:: Data under study

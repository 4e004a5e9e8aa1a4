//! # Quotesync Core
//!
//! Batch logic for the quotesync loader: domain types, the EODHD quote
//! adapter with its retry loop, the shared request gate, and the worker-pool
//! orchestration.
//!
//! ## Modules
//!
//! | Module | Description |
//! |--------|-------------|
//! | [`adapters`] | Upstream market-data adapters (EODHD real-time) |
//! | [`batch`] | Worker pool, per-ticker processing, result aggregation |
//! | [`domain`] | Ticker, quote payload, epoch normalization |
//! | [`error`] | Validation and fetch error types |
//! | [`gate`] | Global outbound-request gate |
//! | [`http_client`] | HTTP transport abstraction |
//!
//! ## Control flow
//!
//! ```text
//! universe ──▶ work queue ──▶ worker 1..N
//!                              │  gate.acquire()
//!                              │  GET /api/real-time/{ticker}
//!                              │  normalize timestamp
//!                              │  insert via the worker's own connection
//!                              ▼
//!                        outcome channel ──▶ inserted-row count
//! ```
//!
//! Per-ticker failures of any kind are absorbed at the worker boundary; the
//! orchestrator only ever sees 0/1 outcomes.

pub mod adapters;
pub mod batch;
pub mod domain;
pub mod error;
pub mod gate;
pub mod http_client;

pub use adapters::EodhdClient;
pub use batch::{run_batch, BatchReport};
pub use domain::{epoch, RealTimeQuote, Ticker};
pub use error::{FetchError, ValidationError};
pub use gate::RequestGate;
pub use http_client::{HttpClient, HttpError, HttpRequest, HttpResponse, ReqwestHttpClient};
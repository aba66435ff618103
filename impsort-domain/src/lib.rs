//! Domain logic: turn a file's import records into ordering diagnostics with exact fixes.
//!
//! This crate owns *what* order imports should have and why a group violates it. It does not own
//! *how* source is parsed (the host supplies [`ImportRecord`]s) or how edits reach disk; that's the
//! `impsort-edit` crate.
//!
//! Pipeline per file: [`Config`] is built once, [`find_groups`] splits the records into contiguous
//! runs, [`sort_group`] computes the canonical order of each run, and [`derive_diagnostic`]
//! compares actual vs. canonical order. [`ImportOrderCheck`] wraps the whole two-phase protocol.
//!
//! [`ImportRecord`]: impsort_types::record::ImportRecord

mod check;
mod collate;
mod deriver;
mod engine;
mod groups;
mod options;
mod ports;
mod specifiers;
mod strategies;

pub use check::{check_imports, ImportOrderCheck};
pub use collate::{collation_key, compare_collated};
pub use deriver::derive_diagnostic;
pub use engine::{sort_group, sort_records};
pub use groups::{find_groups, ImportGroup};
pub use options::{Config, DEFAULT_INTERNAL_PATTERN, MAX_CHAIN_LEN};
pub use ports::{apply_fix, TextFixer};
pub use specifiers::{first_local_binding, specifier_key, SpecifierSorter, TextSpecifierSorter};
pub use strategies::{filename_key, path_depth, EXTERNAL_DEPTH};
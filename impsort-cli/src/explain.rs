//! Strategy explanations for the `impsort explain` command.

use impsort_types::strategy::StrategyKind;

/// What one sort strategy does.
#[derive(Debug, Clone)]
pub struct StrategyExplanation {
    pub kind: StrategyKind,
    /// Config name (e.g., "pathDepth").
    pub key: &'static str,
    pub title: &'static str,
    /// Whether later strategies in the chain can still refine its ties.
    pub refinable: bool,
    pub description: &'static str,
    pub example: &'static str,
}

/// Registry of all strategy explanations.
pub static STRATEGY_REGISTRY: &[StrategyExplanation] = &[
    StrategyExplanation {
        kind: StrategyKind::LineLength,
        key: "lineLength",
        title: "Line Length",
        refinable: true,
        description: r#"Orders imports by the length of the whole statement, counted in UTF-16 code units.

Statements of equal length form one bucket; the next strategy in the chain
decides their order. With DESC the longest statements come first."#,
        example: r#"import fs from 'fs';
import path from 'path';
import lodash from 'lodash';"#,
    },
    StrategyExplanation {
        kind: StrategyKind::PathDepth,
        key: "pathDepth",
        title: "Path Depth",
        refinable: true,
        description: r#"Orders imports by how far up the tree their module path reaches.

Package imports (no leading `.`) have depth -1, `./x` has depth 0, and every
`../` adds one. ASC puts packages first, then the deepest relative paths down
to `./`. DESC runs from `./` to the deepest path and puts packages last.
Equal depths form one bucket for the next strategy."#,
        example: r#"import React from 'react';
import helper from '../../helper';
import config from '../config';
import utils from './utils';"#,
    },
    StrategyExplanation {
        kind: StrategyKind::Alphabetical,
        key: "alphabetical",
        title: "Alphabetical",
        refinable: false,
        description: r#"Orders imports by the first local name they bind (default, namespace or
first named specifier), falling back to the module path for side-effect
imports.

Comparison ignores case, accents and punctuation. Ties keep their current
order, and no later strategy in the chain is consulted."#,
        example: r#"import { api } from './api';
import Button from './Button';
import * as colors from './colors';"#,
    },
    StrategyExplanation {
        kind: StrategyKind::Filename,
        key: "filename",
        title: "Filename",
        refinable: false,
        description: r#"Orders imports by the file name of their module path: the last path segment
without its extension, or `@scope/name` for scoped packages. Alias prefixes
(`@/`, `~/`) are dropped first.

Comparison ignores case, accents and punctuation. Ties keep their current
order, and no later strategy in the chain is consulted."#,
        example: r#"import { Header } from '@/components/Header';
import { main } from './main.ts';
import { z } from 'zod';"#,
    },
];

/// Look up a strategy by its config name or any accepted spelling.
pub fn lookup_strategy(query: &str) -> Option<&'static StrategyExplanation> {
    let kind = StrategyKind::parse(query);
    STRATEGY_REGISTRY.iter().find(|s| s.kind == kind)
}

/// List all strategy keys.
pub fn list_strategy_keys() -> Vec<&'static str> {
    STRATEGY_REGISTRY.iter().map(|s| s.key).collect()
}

::::

▶ _Required work_:
Each line holding "packages" should be copied from the material above.

▶ _Solved problem_:
`../` adds one. ASC puts packages first, then the deepest relative paths down
to `./`. DESC runs from `./` to the deepest path and puts packages last.
without its extension, or `@scope/name` for scoped packages. Alias prefixes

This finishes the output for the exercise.